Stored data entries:
□ □ □ □
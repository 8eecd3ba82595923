use super::{history::VolumeSum, PlanStore};
use crate::{
    error::PlanResult,
    model::ForecastMonthly,
    types::{ChannelSkuKey, FiscalYear},
};
use rusqlite::params;
use std::collections::HashMap;

fn forecast_row_mapper(row: &rusqlite::Row<'_>) -> rusqlite::Result<ForecastMonthly> {
    let factors_json: String = row.get(9)?;
    Ok(ForecastMonthly {
        id: row.get(0)?,
        scenario_id: row.get(1)?,
        channel_sku_key: row.get(2)?,
        fy_start_year: row.get(3)?,
        month_index: row.get(4)?,
        base_monthly_c9l: row.get(5)?,
        forecast_c9l: row.get(6)?,
        forecast_liters: row.get(7)?,
        is_discontinued: row.get::<_, i32>(8)? != 0,
        factors_applied: serde_json::from_str(&factors_json).unwrap_or_default(),
    })
}

impl PlanStore {
    // ── Forecast output ────────────────────────────────────────

    /// Replace every output row for a scenario in one transaction.
    /// Readers never observe a partially replaced set.
    pub fn replace_forecasts(
        &mut self,
        scenario_id: &str,
        rows: &[ForecastMonthly],
    ) -> PlanResult<()> {
        let tx = self.conn.transaction()?;
        tx.execute(
            "DELETE FROM forecast_monthly WHERE scenario_id = ?1",
            params![scenario_id],
        )?;
        {
            let mut stmt = tx.prepare(
                "INSERT INTO forecast_monthly
                    (id, scenario_id, channel_sku_key, fy_start_year, month_index,
                     base_monthly_c9l, forecast_c9l, forecast_liters, is_discontinued, factors_applied)
                 VALUES (?1, ?2, ?3, ?4, ?5, ?6, ?7, ?8, ?9, ?10)",
            )?;
            for row in rows {
                let factors_json = serde_json::to_string(&row.factors_applied)?;
                stmt.execute(params![
                    row.id,
                    row.scenario_id,
                    row.channel_sku_key,
                    row.fy_start_year,
                    row.month_index,
                    row.base_monthly_c9l,
                    row.forecast_c9l,
                    row.forecast_liters,
                    row.is_discontinued as i32,
                    factors_json,
                ])?;
            }
        }
        tx.commit()?;
        Ok(())
    }

    pub fn forecasts_for_scenario(&self, scenario_id: &str) -> PlanResult<Vec<ForecastMonthly>> {
        let mut stmt = self.conn.prepare(
            "SELECT id, scenario_id, channel_sku_key, fy_start_year, month_index,
                    base_monthly_c9l, forecast_c9l, forecast_liters, is_discontinued, factors_applied
             FROM forecast_monthly WHERE scenario_id = ?1
             ORDER BY channel_sku_key ASC, month_index ASC",
        )?;
        let rows = stmt.query_map(params![scenario_id], forecast_row_mapper)?;
        rows.collect::<Result<Vec<_>, _>>().map_err(Into::into)
    }

    pub fn forecast_exists_for_scenario(&self, scenario_id: &str) -> PlanResult<bool> {
        let count: i64 = self.conn.query_row(
            "SELECT COUNT(*) FROM forecast_monthly WHERE scenario_id = ?1",
            params![scenario_id],
            |row| row.get(0),
        )?;
        Ok(count > 0)
    }

    /// Sum and month count per key over one scenario's output for one year.
    /// Feeds the 25% leg of the weighted base.
    pub fn forecast_sums_for_scenario(
        &self,
        scenario_id: &str,
        fy: FiscalYear,
    ) -> PlanResult<HashMap<ChannelSkuKey, VolumeSum>> {
        let mut stmt = self.conn.prepare(
            "SELECT channel_sku_key, SUM(forecast_c9l), COUNT(*)
             FROM forecast_monthly
             WHERE scenario_id = ?1 AND fy_start_year = ?2
             GROUP BY channel_sku_key",
        )?;
        let rows = stmt.query_map(params![scenario_id, fy], |row| {
            Ok((
                row.get::<_, String>(0)?,
                VolumeSum {
                    sum: row.get(1)?,
                    months: row.get::<_, i64>(2)? as u32,
                },
            ))
        })?;
        rows.collect::<Result<HashMap<_, _>, _>>().map_err(Into::into)
    }
}
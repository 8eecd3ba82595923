//! Monthly forecast calculation — override precedence, coefficient
//! multiplication, and discontinuation zeroing for one channel/SKU link.

use crate::{
    fiscal,
    model::{AppliedFactor, ChannelSku, ForecastMonthly, Variable, LITERS_PER_CASE},
    types::{ChannelSkuKey, FiscalYear, MonthIndex},
};
use std::collections::HashMap;

/// Lookup tables snapshotted once per run and shared across all links.
pub struct CalcContext<'a> {
    pub scenario_id: &'a str,
    pub target_fy: FiscalYear,
    /// Active variables, in iteration order.
    pub variables: &'a [Variable],
    /// (sku, variable_code) -> category_code
    pub assignment_of: &'a HashMap<(String, String), String>,
    /// (variable_code, category_code, month) -> multiplier
    pub coefficient_at: &'a HashMap<(String, String, MonthIndex), f64>,
    /// (channel_sku_key, month) -> manual base volume
    pub override_at: &'a HashMap<(ChannelSkuKey, MonthIndex), f64>,
}

/// Produce the 12 output rows for one link.
///
/// Precedence per month: override replaces the computed base; every active
/// variable contributes a factor (1.0 and `is_missing` when the SKU has no
/// assignment); a discontinuation marker zeroes everything past it.
pub fn link_forecast(ctx: &CalcContext<'_>, link: &ChannelSku, monthly_base: f64) -> Vec<ForecastMonthly> {
    let mut rows = Vec::with_capacity(12);

    for month in 1..=12u32 {
        let effective_base = ctx
            .override_at
            .get(&(link.channel_sku_key.clone(), month))
            .copied()
            .unwrap_or(monthly_base);

        let (total_factor, factors_applied) = fold_factors(ctx, &link.sku, month);

        let mut forecast_c9l = effective_base * total_factor;
        let mut is_discontinued = false;
        if !fiscal::is_edit_allowed(link.discontinue_effective.as_ref(), ctx.target_fy, month) {
            forecast_c9l = 0.0;
            is_discontinued = true;
        }

        rows.push(ForecastMonthly {
            id: uuid::Uuid::new_v4().to_string(),
            scenario_id: ctx.scenario_id.to_string(),
            channel_sku_key: link.channel_sku_key.clone(),
            fy_start_year: ctx.target_fy,
            month_index: month,
            base_monthly_c9l: effective_base,
            forecast_c9l,
            forecast_liters: forecast_c9l * LITERS_PER_CASE,
            is_discontinued,
            factors_applied,
        });
    }

    rows
}

/// Fold over active variables carrying the running multiplier and the
/// applied-factor audit trail together.
fn fold_factors(ctx: &CalcContext<'_>, sku: &str, month: MonthIndex) -> (f64, Vec<AppliedFactor>) {
    ctx.variables.iter().fold(
        (1.0, Vec::with_capacity(ctx.variables.len())),
        |(factor, mut applied), variable| {
            match ctx
                .assignment_of
                .get(&(sku.to_string(), variable.code.clone()))
            {
                Some(category_code) => {
                    let value = ctx
                        .coefficient_at
                        .get(&(variable.code.clone(), category_code.clone(), month))
                        .copied()
                        .unwrap_or(1.0);
                    applied.push(AppliedFactor {
                        variable_code: variable.code.clone(),
                        category_code: Some(category_code.clone()),
                        value,
                        is_missing: false,
                    });
                    (factor * value, applied)
                }
                None => {
                    // No assignment: neutral factor, surfaced downstream.
                    applied.push(AppliedFactor {
                        variable_code: variable.code.clone(),
                        category_code: None,
                        value: 1.0,
                        is_missing: true,
                    });
                    (factor, applied)
                }
            }
        },
    )
}
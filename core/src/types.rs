//! Shared primitive types used across the planning core.

/// A fiscal year, named by its starting calendar year (FY2025 = Apr 2025 - Mar 2026).
pub type FiscalYear = i32;

/// A fiscal month index. 1 = April ... 12 = March.
pub type MonthIndex = u32;

/// The derived channel/product key, e.g. "TT_SKU100".
pub type ChannelSkuKey = String;

/// The canonical scenario identifier.
pub type ScenarioId = String;
use sea_orm_migration::prelude::*;

use crate::migrations;

pub struct Migrator;

#[async_trait::async_trait]
impl MigratorTrait for Migrator {
    fn migrations() -> Vec<Box<dyn MigrationTrait>> {
        vec![
            Box::new(migrations::m202510010001_create_users::Migration),
            Box::new(migrations::m202510010002_create_assets::Migration),
            Box::new(migrations::m202510010003_create_laptop_specs::Migration),
            Box::new(migrations::m202510010004_create_intel_nuc_specs::Migration),
            Box::new(migrations::m202510010005_create_asset_assignments::Migration),
            Box::new(migrations::m202510010006_create_ip_addresses::Migration),
        ]
    }
}
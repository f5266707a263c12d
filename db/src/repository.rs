use crate::filter_utils::{FilterUtils, SortUtils};
use sea_orm::{
    ActiveModelBehavior, ActiveModelTrait, ColumnTrait, DbConn, DbErr, EntityTrait,
    IntoActiveModel, PaginatorTrait, PrimaryKeyTrait, QueryFilter, Select,
};
use std::marker::PhantomData;
use std::str::FromStr;
use util::filters::FilterParam;

/// Generic repository over any SeaORM entity `E` whose columns `C` can be
/// resolved from their snake_case names.
pub struct Repository<E, C>
where
    E: EntityTrait,
    C: ColumnTrait + FromStr + 'static,
    C::Err: std::fmt::Display,
{
    _phantom: PhantomData<(E, C)>,
}

impl<E, C> Repository<E, C>
where
    E: EntityTrait,
    E::Model: Sync + Send + 'static,
    E::ActiveModel: ActiveModelTrait<Entity = E> + ActiveModelBehavior + Send + 'static,
    E::Model: IntoActiveModel<E::ActiveModel>,
    C: ColumnTrait + FromStr + 'static,
    C::Err: std::fmt::Display,
{
    fn resolve_column(column_name: &str) -> Result<C, DbErr> {
        C::from_str(column_name)
            .map_err(|e| DbErr::Custom(format!("Invalid column name '{}': {}", column_name, e)))
    }

    pub fn apply_filter(
        query: Select<E>,
        filter_params: &[FilterParam],
    ) -> Result<Select<E>, DbErr> {
        let condition = FilterUtils::apply_all_filters(filter_params, Self::resolve_column)?;
        Ok(query.filter(condition))
    }

    pub fn apply_sorting(query: Select<E>, sort_by: Option<&str>) -> Result<Select<E>, DbErr> {
        SortUtils::apply_sorting(query, sort_by, Self::resolve_column)
    }

    pub async fn create(db: &DbConn, active_model: E::ActiveModel) -> Result<E::Model, DbErr> {
        active_model.insert(db).await
    }

    pub async fn update(db: &DbConn, active_model: E::ActiveModel) -> Result<E::Model, DbErr> {
        active_model.update(db).await
    }

    /// Deletes by primary key and returns the number of removed rows.
    pub async fn delete_by_id(
        db: &DbConn,
        id: <E::PrimaryKey as PrimaryKeyTrait>::ValueType,
    ) -> Result<u64, DbErr> {
        let res = E::delete_by_id(id).exec(db).await?;
        Ok(res.rows_affected)
    }

    pub async fn find_by_id(
        db: &DbConn,
        id: <E::PrimaryKey as PrimaryKeyTrait>::ValueType,
    ) -> Result<Option<E::Model>, DbErr> {
        E::find_by_id(id).one(db).await
    }

    pub async fn find_all(
        db: &DbConn,
        filter_params: &[FilterParam],
        sort_by: Option<&str>,
    ) -> Result<Vec<E::Model>, DbErr> {
        let query = Self::apply_filter(E::find(), filter_params)?;
        let query = Self::apply_sorting(query, sort_by)?;
        query.all(db).await
    }

    /// One page of matches plus the total count. Pages are 1-based.
    pub async fn filter(
        db: &DbConn,
        filter_params: &[FilterParam],
        page: u64,
        per_page: u64,
        sort_by: Option<&str>,
    ) -> Result<(Vec<E::Model>, u64), DbErr> {
        let query = Self::apply_filter(E::find(), filter_params)?;
        let query = Self::apply_sorting(query, sort_by)?;

        let paginator = query.paginate(db, per_page.max(1));
        let total = paginator.num_items().await?;
        let items = paginator.fetch_page(page.saturating_sub(1)).await?;

        Ok((items, total))
    }

    pub async fn count(db: &DbConn, filter_params: &[FilterParam]) -> Result<u64, DbErr> {
        let query = Self::apply_filter(E::find(), filter_params)?;
        <Select<E> as PaginatorTrait<'_, _>>::count(query, db).await
    }
}
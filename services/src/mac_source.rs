use db::models::asset::AssetHardware;
use serde::Serialize;
use util::network::normalize_mac;

/// Where an employee record's MAC address can come from.
#[derive(Debug, Clone, Copy, PartialEq, Eq, Serialize)]
#[serde(rename_all = "snake_case")]
pub enum MacSource {
    LaptopSpec,
    IntelNucSpec,
}

impl MacSource {
    /// Sources in the order they are consulted. The first non-empty MAC wins.
    pub const PRECEDENCE: [MacSource; 2] = [MacSource::LaptopSpec, MacSource::IntelNucSpec];

    /// The raw MAC this source holds for `hardware`, if any.
    pub fn read(self, hardware: &AssetHardware) -> Option<&str> {
        match self {
            MacSource::LaptopSpec => hardware.laptop.as_ref()?.mac_wlan.as_deref(),
            MacSource::IntelNucSpec => hardware.intel_nuc.as_ref()?.mac_wlan.as_deref(),
        }
    }
}

/// Resolves the MAC of `hardware` following [`MacSource::PRECEDENCE`].
///
/// Blank values are skipped; the winner is returned normalized.
pub fn derive_mac(hardware: &AssetHardware) -> Option<(MacSource, String)> {
    MacSource::PRECEDENCE.iter().find_map(|source| {
        let mac = normalize_mac(source.read(hardware)?);
        (!mac.is_empty()).then_some((*source, mac))
    })
}

#[cfg(test)]
mod tests {
    use super::*;
    use chrono::Utc;
    use db::models::{asset, intel_nuc_spec, laptop_spec};

    fn hardware(laptop_mac: Option<Option<&str>>, nuc_mac: Option<Option<&str>>) -> AssetHardware {
        let now = Utc::now();
        AssetHardware {
            asset: asset::Model {
                id: 1,
                asset_code: "AST-1".into(),
                name: "Asset".into(),
                created_at: now,
                updated_at: now,
            },
            laptop: laptop_mac.map(|mac| laptop_spec::Model {
                id: 1,
                asset_id: 1,
                processor: None,
                ram: None,
                mac_wlan: mac.map(str::to_string),
                created_at: now,
                updated_at: now,
            }),
            intel_nuc: nuc_mac.map(|mac| intel_nuc_spec::Model {
                id: 1,
                asset_id: 1,
                processor: None,
                ram: None,
                mac_wlan: mac.map(str::to_string),
                created_at: now,
                updated_at: now,
            }),
        }
    }

    #[test]
    fn laptop_spec_takes_precedence_over_nuc() {
        let hw = hardware(Some(Some("aa:aa:aa:aa:aa:aa")), Some(Some("BB:BB:BB:BB:BB:BB")));
        assert_eq!(
            derive_mac(&hw),
            Some((MacSource::LaptopSpec, "AA:AA:AA:AA:AA:AA".to_string()))
        );
    }

    #[test]
    fn falls_back_to_nuc_when_laptop_has_no_mac() {
        let hw = hardware(Some(None), Some(Some("BB:BB:BB:BB:BB:BB")));
        assert_eq!(
            derive_mac(&hw),
            Some((MacSource::IntelNucSpec, "BB:BB:BB:BB:BB:BB".to_string()))
        );

        let hw = hardware(Some(Some("  ")), Some(Some("bbbbbbbbbbbb")));
        assert_eq!(derive_mac(&hw).map(|(s, _)| s), Some(MacSource::IntelNucSpec));
    }

    #[test]
    fn no_spec_means_no_mac() {
        assert_eq!(derive_mac(&hardware(None, None)), None);
        assert_eq!(derive_mac(&hardware(None, Some(None))), None);
    }
}
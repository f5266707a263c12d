use sea_orm_migration::prelude::*;

pub struct Migration;

impl MigrationName for Migration {
    fn name(&self) -> &str {
        "m202510010001_create_users"
    }
}

#[async_trait::async_trait]
impl MigrationTrait for Migration {
    async fn up(&self, manager: &SchemaManager) -> Result<(), DbErr> {
        manager
            .create_table(
                Table::create()
                    .table(Alias::new("users"))
                    .if_not_exists()
                    .col(ColumnDef::new(Alias::new("id")).integer().not_null().auto_increment().primary_key())
                    .col(ColumnDef::new(Alias::new("name")).string().not_null())
                    .col(ColumnDef::new(Alias::new("email")).string().not_null().unique_key())
                    .col(ColumnDef::new(Alias::new("office_location")).string())
                    .col(ColumnDef::new(Alias::new("created_at")).timestamp().not_null().default(Expr::cust("CURRENT_TIMESTAMP")))
                    .col(ColumnDef::new(Alias::new("updated_at")).timestamp().not_null().default(Expr::cust("CURRENT_TIMESTAMP")))
                    .to_owned(),
            )
            .await
    }

    async fn down(&self, manager: &SchemaManager) -> Result<(), DbErr> {
        manager
            .drop_table(Table::drop().table(Alias::new("users")).to_owned())
            .await
    }
}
□ □ □ □
**GOAL OF THE EXERCISE**
Report how many lines of the preceding records include "crate". Output the number only.

**OUTPUT OF THE EXERCISE**
4